I overnighted in Bucharest after I left Istanbul. Romania was highly recommended to me by travelers who have been there with the curious addendum of "everywhere else in Romania is nice, but don't go to Bucharest. It's rubbish". Obviously I went to Bucharest and although I was only there 24 hours, I really enjoyed it. It was surprisingly clean and organised and I didn't feel unsafe at all. Also, everything was super stupid laughably incredibly cheap. That was nice.

The Swiss alps are okay, I guess...

The next day I flew onto Milan and then to Paris. I hadn't really enjoyed Paris when I was the the first time more than three months ago or on my overnight stop on the route from Spain to Holland. My third visit to Paris, however, I really, really enjoyed. (Fun fact: I've entered and exited France seven times on this trip). My impression of Paris was of a hot, expensive, overcrowded big city. I think some cities really have to be seen in a certain light. Rome, for example, would be unimaginable to me in cold weather. Similarly, Prague by day is a fairly average city but Prague by night is truly a fairly tale city. Paris needs to be seen at night and when it's cold which are two ways I didn't see it on my first visits. This time I really appreciated why Paris is considered such a beautiful city. I'm not saying its my most favourite city of all time now or anything, but it definitely changed my impression of it. I was originally going to stay one night and move on but after going for a long walk around Paris along the Seine and the Champs Élysées to the Arc du Triomphe I decided to stay for another night.

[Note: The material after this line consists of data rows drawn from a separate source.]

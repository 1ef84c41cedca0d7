#![no_main]

use libfuzzer_sys::fuzz_target;
use senml::Pack;

fuzz_target!(|data: &[u8]| {
    if let Ok(pack) = Pack::from_json_bytes(data) {
        let _ = pack.normalize();
        if let Ok(encoded) = pack.to_json_bytes() {
            let _ = Pack::from_json_bytes(&encoded);
        }
    }
});
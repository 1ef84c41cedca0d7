//! Options for normalization and the XML codec

/// Options for [`Pack::normalize_with`](crate::Pack::normalize_with)
#[derive(Debug, Clone, Default, PartialEq)]
pub struct NormalizeConfig {
    /// Copy the update time (`ut`) into the resolved records. Off by default:
    /// resolved records carry no update time.
    pub propagate_update_time: bool,
}

impl NormalizeConfig {
    /// Create the default configuration
    pub fn new() -> Self {
        Self::default()
    }

    /// Keep `ut` on resolved records
    pub fn propagate_update_time(mut self, propagate: bool) -> Self {
        self.propagate_update_time = propagate;
        self
    }
}

/// Attribute name used for the sum field in XML
#[derive(Debug, Clone, Copy, Default, PartialEq, Eq)]
pub enum SumAttribute {
    /// `s`, the same key as in JSON
    #[default]
    S,
    /// `sum`, used by older revisions of the XML mapping
    LegacySum,
}

impl SumAttribute {
    pub fn as_str(self) -> &'static str {
        match self {
            SumAttribute::S => "s",
            SumAttribute::LegacySum => "sum",
        }
    }
}

/// Options for [`Pack::to_xml_with`](crate::Pack::to_xml_with)
///
/// Decoding always accepts both sum attribute names.
#[derive(Debug, Clone, Default, PartialEq)]
pub struct XmlConfig {
    pub sum_attribute: SumAttribute,
}

impl XmlConfig {
    /// Create the default configuration
    pub fn new() -> Self {
        Self::default()
    }

    /// Choose the attribute name written for sums
    pub fn sum_attribute(mut self, sum_attribute: SumAttribute) -> Self {
        self.sum_attribute = sum_attribute;
        self
    }
}
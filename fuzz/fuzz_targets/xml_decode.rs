#![no_main]

use libfuzzer_sys::fuzz_target;
use senml::Pack;

fuzz_target!(|data: &[u8]| {
    let Ok(xml) = std::str::from_utf8(data) else {
        return;
    };
    if let Ok(pack) = Pack::from_xml(xml) {
        let _ = pack.normalize();
        if let Ok(encoded) = pack.to_xml() {
            let _ = Pack::from_xml(&encoded);
        }
    }
});
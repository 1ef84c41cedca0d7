//! SenML Pack - ordered collection of SenML records

use serde::{Deserialize, Serialize};

use crate::Record;

/// A SenML Pack represents an ordered list of SenML records
///
/// Base fields may appear on any record and apply from there on. After
/// [`Pack::normalize`] the pack is in resolved form: no base fields, one
/// measurement per record, sorted by time.
#[derive(Debug, Clone, PartialEq, Default, Serialize, Deserialize)]
#[serde(transparent)]
pub struct Pack {
    /// Array of SenML records
    pub records: Vec<Record>,
}

impl Pack {
    /// Create a new empty pack
    pub fn new() -> Self {
        Self {
            records: Vec::new(),
        }
    }

    /// Add a record to this pack
    pub fn add_record(&mut self, record: Record) {
        self.records.push(record);
    }

    /// Add multiple records to this pack
    pub fn add_records<I>(&mut self, records: I)
    where
        I: IntoIterator<Item = Record>,
    {
        self.records.extend(records);
    }

    /// Get the number of records in this pack
    pub fn len(&self) -> usize {
        self.records.len()
    }

    /// Check if this pack is empty
    pub fn is_empty(&self) -> bool {
        self.records.is_empty()
    }

    /// Iterate over records in this pack
    pub fn iter(&self) -> impl Iterator<Item = &Record> {
        self.records.iter()
    }

    /// Get a mutable iterator over records
    pub fn iter_mut(&mut self) -> impl Iterator<Item = &mut Record> {
        self.records.iter_mut()
    }

    /// Order-sensitive pack equality, comparing records pairwise with
    /// [`Record::equals`]
    pub fn equals(&self, other: &Pack) -> bool {
        self.len() == other.len()
            && self
                .records
                .iter()
                .zip(&other.records)
                .all(|(a, b)| a.equals(b))
    }

    /// Sort records by ascending time. Records with equal times keep their
    /// relative order.
    pub fn sort_by_time(&mut self) {
        self.records.sort_by(|a, b| a.time.total_cmp(&b.time));
    }

    /// The `Less` relation of the time ordering, by index.
    ///
    /// Panics if either index is out of bounds.
    pub fn less(&self, i: usize, j: usize) -> bool {
        self.records[i].time < self.records[j].time
    }

    /// Smallest and largest record time, or `None` for an empty pack
    pub fn time_range(&self) -> Option<(f64, f64)> {
        self.records.iter().map(|r| r.time).fold(None, |range, t| match range {
            None => Some((t, t)),
            Some((min, max)) => Some((min.min(t), max.max(t))),
        })
    }

    /// Records whose time lies within `start..=end`
    pub fn records_in_time_range(&self, start: f64, end: f64) -> Vec<&Record> {
        self.records
            .iter()
            .filter(|r| r.time >= start && r.time <= end)
            .collect()
    }
}

/// [`Pack::equals`] with an absent side; an absent pack never equals a
/// present one, even an empty one.
pub fn packs_equal(a: Option<&Pack>, b: Option<&Pack>) -> bool {
    match (a, b) {
        (Some(a), Some(b)) => a.equals(b),
        (None, None) => true,
        _ => false,
    }
}

impl From<Vec<Record>> for Pack {
    fn from(records: Vec<Record>) -> Self {
        Self { records }
    }
}

impl FromIterator<Record> for Pack {
    fn from_iter<I: IntoIterator<Item = Record>>(iter: I) -> Self {
        Self {
            records: iter.into_iter().collect(),
        }
    }
}

impl IntoIterator for Pack {
    type Item = Record;
    type IntoIter = std::vec::IntoIter<Record>;

    fn into_iter(self) -> Self::IntoIter {
        self.records.into_iter()
    }
}

impl<'a> IntoIterator for &'a Pack {
    type Item = &'a Record;
    type IntoIter = std::slice::Iter<'a, Record>;

    fn into_iter(self) -> Self::IntoIter {
        self.records.iter()
    }
}

impl Extend<Record> for Pack {
    fn extend<I: IntoIterator<Item = Record>>(&mut self, iter: I) {
        self.records.extend(iter);
    }
}
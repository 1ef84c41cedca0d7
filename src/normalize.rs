//! SenML normalization - converting packs to resolved form
//!
//! Base fields are folded into every record they apply to, records without
//! a measurement are dropped, and the result is sorted by time.

use time::OffsetDateTime;

use crate::{Measurement, NormalizeConfig, Pack, Record, Unit, resolve_relative_time, to_senml_time};

/// Base fields in effect at some point of a pack. A field changes whenever
/// a record sets it, and stays until the next record that sets it.
#[derive(Debug, Default)]
struct BaseFields {
    name: String,
    unit: Unit,
    time: f64,
    value: f64,
    sum: f64,
    version: i32,
}

impl BaseFields {
    fn update(&mut self, record: &Record) {
        if record.base_time != 0.0 {
            self.time = record.base_time;
        }
        if record.version != 0 {
            self.version = record.version;
        }
        if !record.base_unit.is_empty() {
            self.unit = record.base_unit.clone();
        }
        if !record.base_name.is_empty() {
            self.name.clone_from(&record.base_name);
        }
        // bv and bs count when present, even at zero
        if let Some(bv) = record.base_value {
            self.value = bv;
        }
        if let Some(bs) = record.base_sum {
            self.sum = bs;
        }
    }

    /// Resolve `record` against the current base fields, or `None` when it
    /// carries no measurement.
    fn resolve(&self, record: &Record, config: &NormalizeConfig) -> Option<Record> {
        let measurement = match record.measurement()? {
            Measurement::Value(v) => Measurement::Value(self.value + v),
            Measurement::Sum(s) => Measurement::Sum(self.sum + s),
            other => other,
        };

        let mut resolved = Record {
            name: format!("{}{}", self.name, record.name),
            time: self.time + record.time,
            unit: if record.unit.is_empty() {
                self.unit.clone()
            } else {
                record.unit.clone()
            },
            version: self.version,
            ..Default::default()
        };
        if config.propagate_update_time {
            resolved.update_time = record.update_time;
        }
        resolved.set_measurement(measurement);
        Some(resolved)
    }
}

impl Pack {
    /// Resolve all base fields and sort the records by time.
    ///
    /// The result holds one record per input record with a measurement,
    /// named `base name + name`, timed `base time + time`, with the base
    /// unit filled in and base value/sum added to `v`/`s`. Records that only
    /// set base fields are dropped. `self` is left untouched.
    pub fn normalize(&self) -> Pack {
        self.normalize_with(&NormalizeConfig::default())
    }

    /// [`Pack::normalize`] with explicit options
    pub fn normalize_with(&self, config: &NormalizeConfig) -> Pack {
        let mut base = BaseFields::default();
        let mut normalized = Pack {
            records: Vec::with_capacity(self.len()),
        };

        for (index, record) in self.records.iter().enumerate() {
            base.update(record);
            match base.resolve(record, config) {
                Some(resolved) => normalized.records.push(resolved),
                None => tracing::trace!(index, "dropping record without measurement"),
            }
        }

        normalized.sort_by_time();
        tracing::debug!(
            records = self.len(),
            resolved = normalized.len(),
            "normalized SenML pack"
        );
        normalized
    }

    /// Normalize, then turn every relative time into an absolute one using
    /// `reference` as "now".
    pub fn normalize_at(&self, reference: OffsetDateTime) -> Pack {
        self.normalize_at_with(reference, &NormalizeConfig::default())
    }

    /// [`Pack::normalize_at`] with explicit options
    pub fn normalize_at_with(&self, reference: OffsetDateTime, config: &NormalizeConfig) -> Pack {
        let mut normalized = self.normalize_with(config);
        let reference = to_senml_time(reference);
        for record in normalized.iter_mut() {
            record.time = resolve_relative_time(record.time, reference);
        }
        normalized
    }
}

#[cfg(test)]
mod tests {
    use super::*;

    #[test]
    fn test_basic_normalization() {
        let pack = Pack::from(vec![
            Record::with_value("temp", 22.5)
                .with_base_name("device1/")
                .with_base_time(1_640_995_200.0)
                .with_base_unit(Unit::CELSIUS),
        ]);

        let normalized = pack.normalize();

        assert_eq!(normalized.len(), 1);
        let record = &normalized.records[0];
        assert_eq!(record.name, "device1/temp");
        assert_eq!(record.value, Some(22.5));
        assert_eq!(record.unit, Unit::CELSIUS);
        assert_eq!(record.time, 1_640_995_200.0);
        assert!(record.base_name.is_empty());
        assert!(record.base_unit.is_empty());
        assert_eq!(record.base_time, 0.0);
    }

    #[test]
    fn test_base_value_and_sum_are_added() {
        let pack = Pack::from(vec![
            Record::new().with_base_value(20.0).with_base_sum(100.0),
            Record::with_value("temp", 2.5),
            Record::new().with_name("energy").with_sum(5.0),
            Record::with_string_value("status", "ok"),
        ]);

        let normalized = pack.normalize();

        assert_eq!(normalized.len(), 3);
        assert_eq!(normalized.records[0].value, Some(22.5));
        assert_eq!(normalized.records[1].sum, Some(105.0));
        assert_eq!(normalized.records[2].string_value, "ok");
        assert!(normalized.iter().all(|r| r.base_value.is_none() && r.base_sum.is_none()));
    }

    #[test]
    fn test_zero_base_value_resets_offset() {
        let pack = Pack::from(vec![
            Record::with_value("a", 1.0).with_base_value(10.0),
            Record::with_value("b", 1.0).with_base_value(0.0),
        ]);

        let normalized = pack.normalize();

        assert_eq!(normalized.records[0].value, Some(11.0));
        assert_eq!(normalized.records[1].value, Some(1.0));
    }

    #[test]
    fn test_zero_base_time_does_not_reset() {
        let pack = Pack::from(vec![
            Record::with_value("a", 1.0).with_base_time(1000.0),
            Record::with_value("b", 1.0).with_base_time(0.0).with_time(5.0),
        ]);

        let normalized = pack.normalize();

        assert_eq!(normalized.records[1].time, 1005.0);
    }

    #[test]
    fn test_base_fields_change_mid_pack() {
        let pack = Pack::from(vec![
            Record::with_value("temp", 1.0).with_base_name("dev1/"),
            Record::with_value("temp", 2.0).with_base_name("dev2/").with_time(1.0),
            Record::with_value("hum", 3.0).with_time(2.0),
        ]);

        let names: Vec<String> = pack.normalize().into_iter().map(|r| r.name).collect();
        assert_eq!(names, ["dev1/temp", "dev2/temp", "dev2/hum"]);
    }

    #[test]
    fn test_version_is_kept() {
        let pack = Pack::from(vec![
            Record::with_value("a", 1.0).with_version(10),
            Record::with_value("b", 2.0),
        ]);

        let normalized = pack.normalize();

        assert!(normalized.iter().all(|r| r.version == 10));
    }

    #[test]
    fn test_update_time_propagation() {
        let pack = Pack::from(vec![Record::with_value("a", 1.0).with_update_time(60.0)]);

        assert_eq!(pack.normalize().records[0].update_time, 0.0);

        let config = NormalizeConfig::new().propagate_update_time(true);
        assert_eq!(pack.normalize_with(&config).records[0].update_time, 60.0);
    }

    #[test]
    fn test_ambiguous_record_keeps_priority_field() {
        let pack = Pack::from(vec![
            Record {
                name: "x".into(),
                string_value: "on".into(),
                sum: Some(4.0),
                bool_value: Some(true),
                ..Default::default()
            },
        ]);

        let normalized = pack.normalize();

        let record = &normalized.records[0];
        assert_eq!(record.bool_value, Some(true));
        assert!(record.string_value.is_empty());
        assert_eq!(record.sum, None);
    }

    #[test]
    fn test_input_not_modified() {
        let pack = Pack::from(vec![
            Record::new().with_base_name("foo."),
            Record::with_value("bar", 1.0).with_time(2.0),
            Record::with_value("baz", 1.0).with_time(1.0),
        ]);
        let before = pack.clone();

        let _ = pack.normalize();

        assert_eq!(pack, before);
    }

    #[test]
    fn test_normalize_at_anchors_relative_times() {
        let reference = OffsetDateTime::from_unix_timestamp(1_600_000_000).unwrap();
        let pack = Pack::from(vec![
            Record::with_value("rel", 1.0).with_time(-5.0),
            Record::with_value("abs", 1.0).with_time(1_500_000_000.0),
        ]);

        let normalized = pack.normalize_at(reference);

        assert_eq!(normalized.records[0].time, 1_599_999_995.0);
        assert_eq!(normalized.records[1].time, 1_500_000_000.0);
    }
}
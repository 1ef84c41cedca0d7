//! Error types for SenML operations

use thiserror::Error;

/// Result type alias for SenML operations
pub type Result<T> = std::result::Result<T, SenMLError>;

/// Errors that can occur while encoding, decoding or converting SenML data
#[derive(Error, Debug, Clone, PartialEq)]
pub enum SenMLError {
    /// A field carried a value that does not parse into its type
    #[error("Invalid value for field '{field}': {value}")]
    InvalidFieldValue { field: String, value: String },

    /// An encoder failed
    #[error("Serialization error: {message}")]
    SerializationError { message: String },

    /// The input is not a well-formed SenML document
    #[error("Deserialization error: {message}")]
    DeserializationError { message: String },

    /// A SenML time that no timestamp can represent
    #[error("Time error: {message}")]
    TimeError { message: String },
}

impl SenMLError {
    pub fn invalid_field_value<F: Into<String>, V: Into<String>>(field: F, value: V) -> Self {
        Self::InvalidFieldValue {
            field: field.into(),
            value: value.into(),
        }
    }

    pub fn serialization<S: Into<String>>(message: S) -> Self {
        Self::SerializationError {
            message: message.into(),
        }
    }

    pub fn deserialization<S: Into<String>>(message: S) -> Self {
        Self::DeserializationError {
            message: message.into(),
        }
    }

    pub fn time<S: Into<String>>(message: S) -> Self {
        Self::TimeError {
            message: message.into(),
        }
    }
}

#[cfg(feature = "cbor")]
impl From<ciborium::de::Error<std::io::Error>> for SenMLError {
    fn from(err: ciborium::de::Error<std::io::Error>) -> Self {
        Self::deserialization(err.to_string())
    }
}

#[cfg(feature = "cbor")]
impl From<ciborium::ser::Error<std::io::Error>> for SenMLError {
    fn from(err: ciborium::ser::Error<std::io::Error>) -> Self {
        Self::serialization(err.to_string())
    }
}

impl From<time::error::ComponentRange> for SenMLError {
    fn from(err: time::error::ComponentRange) -> Self {
        Self::time(err.to_string())
    }
}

There is a Stalingrad station in the Paris metro. I found it way funnier that I probably should have.

Oh also, I bought a weeks train/bus pass with three days still left on it from a girl at the Charles de Gaulle Airport train station for €10. Public transport in Paris is stupid expensive and I probably racked up €30 of travel at least.

 

The next day I caught the train (free) out to Versailles palace. For a home who needs it, here is a brief history of the Louis's of France before 1789. Louis XIV was a good king who turned France into a powerful empire and was well liked. Louis XV was also a decent king but also a delusional, narcissistic man who referred to himself in the third person as "the sun king". He decided that the original royal palace in Paris wasn't big enough and built a ridiculously ornate place outside of Paris called Versailles which became the French capital. (Side note: the positively tiny former palace was turned into a museum called the Louvre. You may have heard of it). (Second sidenote: building Versaille literally almost bankrupt the entire French Empire). Louis XVI was wildly unpopular and got his head cut off.

Versailles hall of mirrors

After seeing Schönnbrunn Palace in Vienna I felt I was adequately prepared for any display of ostentatiousness that Versailles could muster. I thought that surely nothing could match the scale and grandeur of Schönbrunn. I was wrong. Versailles is, quite frankly, ridiculous. I really can't even begin to describe it in words. Come to think of it, pictures don't do it justice either. The roofs around the main courtyard are lined with real gold. The small summer house in the grounds is almost as big as Schönnbrunn. It's just... Wow.

I'll include pictures here but everything you see, just pretend its ten times bigger, ten times more impressive and probably fifty times more expensive than it looks. It goes so far beyond opulence I can't comprehend it.

Scale map of the Versailles grounds

Just a small family chapel. Very intimate and cozy.

I'm going to paint my bedroom roof like this.